Кешка кивнул и через две ступеньки, опережая Аню, побежал наверх.
Умываясь в ванной, Аня слышала, как Евдокия Павловна ругала Кешку за то, что поздно пришел, созывала мальчишек обедать и затем бранила уже всех троих за то, что руки не отмыли как следует, и ногти грязные, и опять башмаки мокрые, прямо наказание с ними...
— Конечно, с детьми не покричишь — не совладаешь, — предупредила вчера Евдокия Павловна. — Вы уж не обижайтесь, если иной раз кричу. И сами ребятам внушайте, чтоб не озорничали. Чужого человека они скорее послушают.
Самый озорной из троих — Кешка.
Самый озорной из сорока семи — Кешка Степанов, ученик токаря, про которого Аркадий Ступин сказал: «Главный озорник в цехе». Сорок семь учеников в возрасте от шестнадцати до восемнадцати лет.

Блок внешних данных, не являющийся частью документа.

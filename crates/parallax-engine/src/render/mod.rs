//! GPU rendering subsystem.
//!
//! Renderers issue GPU commands via wgpu and own their GPU resources
//! (pipelines, buffers, uploaded textures).
//!
//! Convention:
//! - The plane quad is a unit square (`0..1` corners) scaled into NDC by the
//!   fitted plane size in the vertex shader.
//! - Corner `(0, 0)` is the bottom-left of the plane and doubles as its UV.

mod common;
mod ctx;
mod plane;

pub use ctx::{RenderCtx, RenderTarget};
pub use plane::PlaneRenderer;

Вернувшись в свою комнату, Аня постояла у порога, хмуро сдвинув брови. Надо было сию же минуту, не медля, занять себя делом, чтобы не растерять бодрого, чудесного настроения. В этой комнате жили воспоминания. Они словно подстерегали ее, теснясь за спиной: оглянешься, а они тут как тут.

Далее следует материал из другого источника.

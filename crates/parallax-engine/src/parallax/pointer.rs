use crate::coords::{Vec2, Viewport};

use super::PlaneDimensions;

/// Maps a pointer offset (surface pixels, origin top-left) to plane UV.
///
/// Assumes the plane is centered in the view. The vertical term divides by
/// the half height twice; that is the established mapping and is kept as is.
/// Input is sanitized rather than rejected: non-finite coordinates count as
/// 0, offsets are clamped to the surface and a zero-sized surface is treated
/// as 1 px, so the result is always finite for a valid plane.
pub fn map_pointer(offset: Vec2, surface: Viewport, plane: PlaneDimensions) -> Vec2 {
    let w = sanitize_extent(surface.width);
    let h = sanitize_extent(surface.height);
    let x = sanitize_coord(offset.x).clamp(0.0, w);
    let y = sanitize_coord(offset.y).clamp(0.0, h);

    let half_w = 0.5 * plane.width;
    let half_h = 0.5 * plane.height;

    let u = ((x / w) - (1.0 - half_w) / 2.0) / half_w;
    let v = ((1.0 - y / h) / half_h - (1.0 - half_h) / 2.0) / half_h;

    Vec2::new(u, v)
}

fn sanitize_coord(c: f32) -> f32 {
    if c.is_finite() { c } else { 0.0 }
}

fn sanitize_extent(e: f32) -> f32 {
    if e.is_finite() && e >= 1.0 { e } else { 1.0 }
}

Тряхнув головой, сжав губы, Аня решительно зажгла настольную лампу, выдвинула нижний ящик письменного стола — потрепанные, пожелтевшие, стопками лежали там институтские учебники и конспекты, зачитанные перед экзаменами, испещренные пометками и подчеркиваниями.
Она раскрыла конспект по технологии, с которого решила начать, но читать не могла: так ясно припомнились студенческие дни, подруги Светлана и Люба, с которыми сидела ночи напролет, ожесточенная зубрежка и перекрестные опросы, короткие перерывы с хохотом, возней и поздними торопливыми ужинами... Павлуша тогда уезжал на монтаж турбины. Он сказал на прощанье, улыбаясь: «Вы, девочки, не зубрите, а вникайте в самую суть. Поймете — само запомнится...» А потом, целуя Аню, шепнул: «Главное — не волнуйся, ты же прекрасно все знаешь...» Павлуша...

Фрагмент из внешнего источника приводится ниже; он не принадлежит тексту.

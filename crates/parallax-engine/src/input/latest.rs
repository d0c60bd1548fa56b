use std::cell::Cell;

use crate::coords::Vec2;

/// Single-slot mailbox for pointer positions.
///
/// Pushing overwrites whatever is waiting, so only the last position since
/// the previous frame survives. `Cell` keeps pushes O(1) and allocation-free
/// and makes the type `!Sync`, pinning it to the event-loop thread.
#[derive(Debug, Default)]
pub struct LatestPointer {
    slot: Cell<Option<Vec2>>,
}

impl LatestPointer {
    pub fn new() -> Self {
        Self::default()
    }

    #[inline]
    pub fn push(&self, pos: Vec2) {
        self.slot.set(Some(pos));
    }

    /// Empties the slot.
    #[inline]
    pub fn take(&self) -> Option<Vec2> {
        self.slot.take()
    }
}

#[cfg(test)]
mod tests {
    use super::*;

    #[test]
    fn last_push_wins() {
        let cell = LatestPointer::new();
        cell.push(Vec2::new(1.0, 2.0));
        cell.push(Vec2::new(3.0, 4.0));
        cell.push(Vec2::new(5.0, 6.0));
        assert_eq!(cell.take(), Some(Vec2::new(5.0, 6.0)));
    }

    #[test]
    fn take_drains() {
        let cell = LatestPointer::new();
        assert_eq!(cell.take(), None);
        cell.push(Vec2::zero());
        assert_eq!(cell.take(), Some(Vec2::zero()));
        assert_eq!(cell.take(), None);
    }
}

Она откинулась на спинку стула и прикрыла глаза. С этим ничего не поделаешь. Как ни притворяйся перед самой собою — все равно от этого не уйти. Одна. Придешь — и некому сказать: «Знаешь, сегодня...» С тех пор как Павлуши нет, будто пружинка внутри прихлопнута, сжата, и никак ей не вырваться на вольную волю. Это Павлуша придумал: «Ты такая неугомонная, у тебя словно пружинка внутри — раз! — и выскочила!» То было от полноты жизни, от такой полноты, когда все интересно, все мило.
Аня раскрыла глаза — сухие, потемневшие. Не надо касаться этого даже мыслью. Надо забыть, что так бывало. Живут же люди и без этого! Делом надо заняться, делом! И не хвататься за все сразу, а продумать то, что нужно завтра и послезавтра.